> [Activity] Copy each line of the listing below exactly.

> [Data section]

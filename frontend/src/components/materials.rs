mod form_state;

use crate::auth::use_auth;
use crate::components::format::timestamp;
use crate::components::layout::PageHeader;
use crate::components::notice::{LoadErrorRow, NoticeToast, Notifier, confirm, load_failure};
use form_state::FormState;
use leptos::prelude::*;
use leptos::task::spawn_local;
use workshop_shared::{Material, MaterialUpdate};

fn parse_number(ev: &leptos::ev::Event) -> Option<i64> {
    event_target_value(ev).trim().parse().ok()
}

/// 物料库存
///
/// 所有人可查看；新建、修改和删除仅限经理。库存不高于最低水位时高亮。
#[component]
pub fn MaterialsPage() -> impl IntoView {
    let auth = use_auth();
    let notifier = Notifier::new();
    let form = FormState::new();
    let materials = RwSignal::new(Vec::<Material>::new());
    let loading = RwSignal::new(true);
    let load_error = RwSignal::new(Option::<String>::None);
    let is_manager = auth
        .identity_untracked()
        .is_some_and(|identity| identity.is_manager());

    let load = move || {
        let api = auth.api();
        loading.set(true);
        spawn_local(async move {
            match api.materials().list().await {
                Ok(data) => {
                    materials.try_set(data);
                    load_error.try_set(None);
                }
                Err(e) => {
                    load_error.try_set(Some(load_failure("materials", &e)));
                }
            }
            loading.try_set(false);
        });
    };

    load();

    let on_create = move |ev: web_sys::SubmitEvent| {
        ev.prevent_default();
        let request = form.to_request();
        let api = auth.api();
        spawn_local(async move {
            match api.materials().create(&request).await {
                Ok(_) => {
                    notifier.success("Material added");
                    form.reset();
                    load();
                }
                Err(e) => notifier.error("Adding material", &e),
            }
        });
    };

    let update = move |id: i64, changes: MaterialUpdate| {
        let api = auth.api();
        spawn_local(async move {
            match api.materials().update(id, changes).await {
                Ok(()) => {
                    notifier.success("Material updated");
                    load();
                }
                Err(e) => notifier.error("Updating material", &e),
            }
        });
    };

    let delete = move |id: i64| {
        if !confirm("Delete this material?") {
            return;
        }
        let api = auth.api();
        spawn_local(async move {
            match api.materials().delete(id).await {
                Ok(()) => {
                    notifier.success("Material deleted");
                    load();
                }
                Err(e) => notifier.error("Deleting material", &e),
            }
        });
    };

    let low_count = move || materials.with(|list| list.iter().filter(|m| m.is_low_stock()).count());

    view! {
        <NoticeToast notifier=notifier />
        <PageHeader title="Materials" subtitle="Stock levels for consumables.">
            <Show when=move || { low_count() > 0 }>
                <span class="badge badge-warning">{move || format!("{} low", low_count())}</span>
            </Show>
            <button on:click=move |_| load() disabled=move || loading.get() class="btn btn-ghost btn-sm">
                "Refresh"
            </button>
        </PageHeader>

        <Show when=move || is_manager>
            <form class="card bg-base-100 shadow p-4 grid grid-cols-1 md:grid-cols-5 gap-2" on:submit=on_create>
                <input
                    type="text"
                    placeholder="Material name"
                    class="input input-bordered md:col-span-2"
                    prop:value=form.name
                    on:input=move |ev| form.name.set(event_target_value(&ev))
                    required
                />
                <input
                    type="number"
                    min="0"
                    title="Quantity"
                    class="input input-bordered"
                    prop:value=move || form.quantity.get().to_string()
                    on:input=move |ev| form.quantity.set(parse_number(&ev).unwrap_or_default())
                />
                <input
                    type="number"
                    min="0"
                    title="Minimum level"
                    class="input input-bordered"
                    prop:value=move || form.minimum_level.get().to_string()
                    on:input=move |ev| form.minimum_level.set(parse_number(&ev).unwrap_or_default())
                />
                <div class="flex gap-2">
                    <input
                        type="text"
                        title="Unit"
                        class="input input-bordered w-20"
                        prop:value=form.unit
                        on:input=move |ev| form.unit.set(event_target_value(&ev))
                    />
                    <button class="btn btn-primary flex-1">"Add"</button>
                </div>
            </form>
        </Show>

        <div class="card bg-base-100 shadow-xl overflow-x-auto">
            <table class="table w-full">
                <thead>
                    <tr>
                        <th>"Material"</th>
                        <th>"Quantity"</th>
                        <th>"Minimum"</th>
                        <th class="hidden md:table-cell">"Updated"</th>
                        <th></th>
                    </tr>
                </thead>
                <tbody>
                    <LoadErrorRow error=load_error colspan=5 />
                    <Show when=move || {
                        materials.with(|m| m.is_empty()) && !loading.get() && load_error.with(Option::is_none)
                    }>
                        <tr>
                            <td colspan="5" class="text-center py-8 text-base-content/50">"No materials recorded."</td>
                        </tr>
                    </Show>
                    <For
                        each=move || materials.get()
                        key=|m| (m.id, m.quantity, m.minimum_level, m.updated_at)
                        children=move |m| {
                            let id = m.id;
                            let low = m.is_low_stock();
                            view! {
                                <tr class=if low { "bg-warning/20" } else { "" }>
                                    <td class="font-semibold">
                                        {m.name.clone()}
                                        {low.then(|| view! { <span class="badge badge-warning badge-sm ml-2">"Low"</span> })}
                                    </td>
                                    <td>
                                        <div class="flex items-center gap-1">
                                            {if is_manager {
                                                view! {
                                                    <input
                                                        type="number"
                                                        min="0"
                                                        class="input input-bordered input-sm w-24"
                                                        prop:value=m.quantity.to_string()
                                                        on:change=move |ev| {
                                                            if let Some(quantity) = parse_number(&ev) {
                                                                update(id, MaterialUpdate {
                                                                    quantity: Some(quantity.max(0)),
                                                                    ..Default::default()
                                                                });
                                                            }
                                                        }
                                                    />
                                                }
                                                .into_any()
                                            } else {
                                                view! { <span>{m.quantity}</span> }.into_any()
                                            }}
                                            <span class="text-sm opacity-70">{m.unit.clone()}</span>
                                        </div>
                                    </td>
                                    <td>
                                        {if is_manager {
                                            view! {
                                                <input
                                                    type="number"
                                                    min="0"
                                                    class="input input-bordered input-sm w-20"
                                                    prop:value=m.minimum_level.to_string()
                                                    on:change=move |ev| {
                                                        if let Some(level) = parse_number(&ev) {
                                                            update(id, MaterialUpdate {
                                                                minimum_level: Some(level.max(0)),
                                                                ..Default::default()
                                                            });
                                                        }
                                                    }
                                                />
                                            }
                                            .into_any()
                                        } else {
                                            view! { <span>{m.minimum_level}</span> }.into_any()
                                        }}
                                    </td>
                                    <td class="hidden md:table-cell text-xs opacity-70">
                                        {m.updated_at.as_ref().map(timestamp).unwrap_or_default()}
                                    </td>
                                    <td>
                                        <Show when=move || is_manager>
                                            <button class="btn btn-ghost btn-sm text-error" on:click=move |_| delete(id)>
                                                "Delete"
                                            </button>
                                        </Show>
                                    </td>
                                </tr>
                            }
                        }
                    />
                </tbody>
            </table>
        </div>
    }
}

> [Result]
filename frontend/src/components/materials.rs
mod form_state;

use crate::auth::use_auth;
use crate::components::format::timestamp;
use crate::components::layout::PageHeader;
use crate::components::notice::{LoadErrorRow, NoticeToast, Notifier, confirm, load_failure};
use form_state::FormState;
use leptos::prelude::*;
use leptos::task::spawn_local;
use workshop_shared::{Material, MaterialUpdate};

fn parse_number(ev: &leptos::ev::Event) -> Option<i64> {
    event_target_value(ev).trim().parse().ok()
}

/// 物料库存
///
/// 所有人可查看；新建、修改和删除仅限经理。库存不高于最低水位时高亮。
#[component]
pub fn MaterialsPage() -> impl IntoView {
    let auth = use_auth();
    let notifier = Notifier::new();
    let form = FormState::new();
    let materials = RwSignal::new(Vec::<Material>::new());
    let loading = RwSignal::new(true);
    let load_error = RwSignal::new(Option::<String>::None);
    let is_manager = auth
        .identity_untracked()
        .is_some_and(|identity| identity.is_manager());

    let load = move || {
        let api = auth.api();
        loading.set(true);
        spawn_local(async move {
            match api.materials().list().await {
                Ok(data) => {
                    materials.try_set(data);
                    load_error.try_set(None);
                }
                Err(e) => {
                    load_error.try_set(Some(load_failure("materials", &e)));
                }
            }
            loading.try_set(false);
        });
    };

    load();

    let on_create = move |ev: web_sys::SubmitEvent| {
        ev.prevent_default();
        let request = form.to_request();
        let api = auth.api();
        spawn_local(async move {
            match api.materials().create(&request).await {
                Ok(_) => {
                    notifier.success("Material added");
                    form.reset();
                    load();
                }
                Err(e) => notifier.error("Adding material", &e),
            }
        });
    };

    let update = move |id: i64, changes: MaterialUpdate| {
        let api = auth.api();
        spawn_local(async move {
            match api.materials().update(id, changes).await {
                Ok(()) => {
                    notifier.success("Material updated");
                    load();
                }
                Err(e) => notifier.error("Updating material", &e),
            }
        });
    };

    let delete = move |id: i64| {
        if !confirm("Delete this material?") {
            return;
        }
        let api = auth.api();
        spawn_local(async move {
            match api.materials().delete(id).await {
                Ok(()) => {
                    notifier.success("Material deleted");
                    load();
                }
                Err(e) => notifier.error("Deleting material", &e),
            }
        });
    };

    let low_count = move || materials.with(|list| list.iter().filter(|m| m.is_low_stock()).count());

    view! {
        <NoticeToast notifier=notifier />
        <PageHeader title="Materials" subtitle="Stock levels for consumables.">
            <Show when=move || { low_count() > 0 }>
                <span class="badge badge-warning">{move || format!("{} low", low_count())}</span>
            </Show>
            <button on:click=move |_| load() disabled=move || loading.get() class="btn btn-ghost btn-sm">
                "Refresh"
            </button>
        </PageHeader>

        <Show when=move || is_manager>
            <form class="card bg-base-100 shadow p-4 grid grid-cols-1 md:grid-cols-5 gap-2" on:submit=on_create>
                <input
                    type="text"
                    placeholder="Material name"
                    class="input input-bordered md:col-span-2"
                    prop:value=form.name
                    on:input=move |ev| form.name.set(event_target_value(&ev))
                    required
                />
                <input
                    type="number"
                    min="0"
                    title="Quantity"
                    class="input input-bordered"
                    prop:value=move || form.quantity.get().to_string()
                    on:input=move |ev| form.quantity.set(parse_number(&ev).unwrap_or_default())
                />
                <input
                    type="number"
                    min="0"
                    title="Minimum level"
                    class="input input-bordered"
                    prop:value=move || form.minimum_level.get().to_string()
                    on:input=move |ev| form.minimum_level.set(parse_number(&ev).unwrap_or_default())
                />
                <div class="flex gap-2">
                    <input
                        type="text"
                        title="Unit"
                        class="input input-bordered w-20"
                        prop:value=form.unit
                        on:input=move |ev| form.unit.set(event_target_value(&ev))
                    />
                    <button class="btn btn-primary flex-1">"Add"</button>
                </div>
            </form>
        </Show>

        <div class="card bg-base-100 shadow-xl overflow-x-auto">
            <table class="table w-full">
                <thead>
                    <tr>
                        <th>"Material"</th>
                        <th>"Quantity"</th>
                        <th>"Minimum"</th>
                        <th class="hidden md:table-cell">"Updated"</th>
                        <th></th>
                    </tr>
                </thead>
                <tbody>
                    <LoadErrorRow error=load_error colspan=5 />
                    <Show when=move || {
                        materials.with(|m| m.is_empty()) && !loading.get() && load_error.with(Option::is_none)
                    }>
                        <tr>
                            <td colspan="5" class="text-center py-8 text-base-content/50">"No materials recorded."</td>
                        </tr>
                    </Show>
                    <For
                        each=move || materials.get()
                        key=|m| (m.id, m.quantity, m.minimum_level, m.updated_at)
                        children=move |m| {
                            let id = m.id;
                            let low = m.is_low_stock();
                            view! {
                                <tr class=if low { "bg-warning/20" } else { "" }>
                                    <td class="font-semibold">
                                        {m.name.clone()}
                                        {low.then(|| view! { <span class="badge badge-warning badge-sm ml-2">"Low"</span> })}
                                    </td>
                                    <td>
                                        <div class="flex items-center gap-1">
                                            {if is_manager {
                                                view! {
                                                    <input
                                                        type="number"
                                                        min="0"
                                                        class="input input-bordered input-sm w-24"
                                                        prop:value=m.quantity.to_string()
                                                        on:change=move |ev| {
                                                            if let Some(quantity) = parse_number(&ev) {
                                                                update(id, MaterialUpdate {
                                                                    quantity: Some(quantity.max(0)),
                                                                    ..Default::default()
                                                                });
                                                            }
                                                        }
                                                    />
                                                }
                                                .into_any()
                                            } else {
                                                view! { <span>{m.quantity}</span> }.into_any()
                                            }}
                                            <span class="text-sm opacity-70">{m.unit.clone()}</span>
                                        </div>
                                    </td>
                                    <td>
                                        {if is_manager {
                                            view! {
                                                <input
                                                    type="number"
                                                    min="0"
                                                    class="input input-bordered input-sm w-20"
                                                    prop:value=m.minimum_level.to_string()
                                                    on:change=move |ev| {
                                                        if let Some(level) = parse_number(&ev) {
                                                            update(id, MaterialUpdate {
                                                                minimum_level: Some(level.max(0)),
                                                                ..Default::default()
                                                            });
                                                        }
                                                    }
                                                />
                                            }
                                            .into_any()
                                        } else {
                                            view! { <span>{m.minimum_level}</span> }.into_any()
                                        }}
                                    </td>
                                    <td class="hidden md:table-cell text-xs opacity-70">
                                        {m.updated_at.as_ref().map(timestamp).unwrap_or_default()}
                                    </td>
                                    <td>
                                        <Show when=move || is_manager>
                                            <button class="btn btn-ghost btn-sm text-error" on:click=move |_| delete(id)>
                                                "Delete"
                                            </button>
                                        </Show>
                                    </td>
                                </tr>
                            }
                        }
                    />
                </tbody>
            </table>
        </div>
    }
}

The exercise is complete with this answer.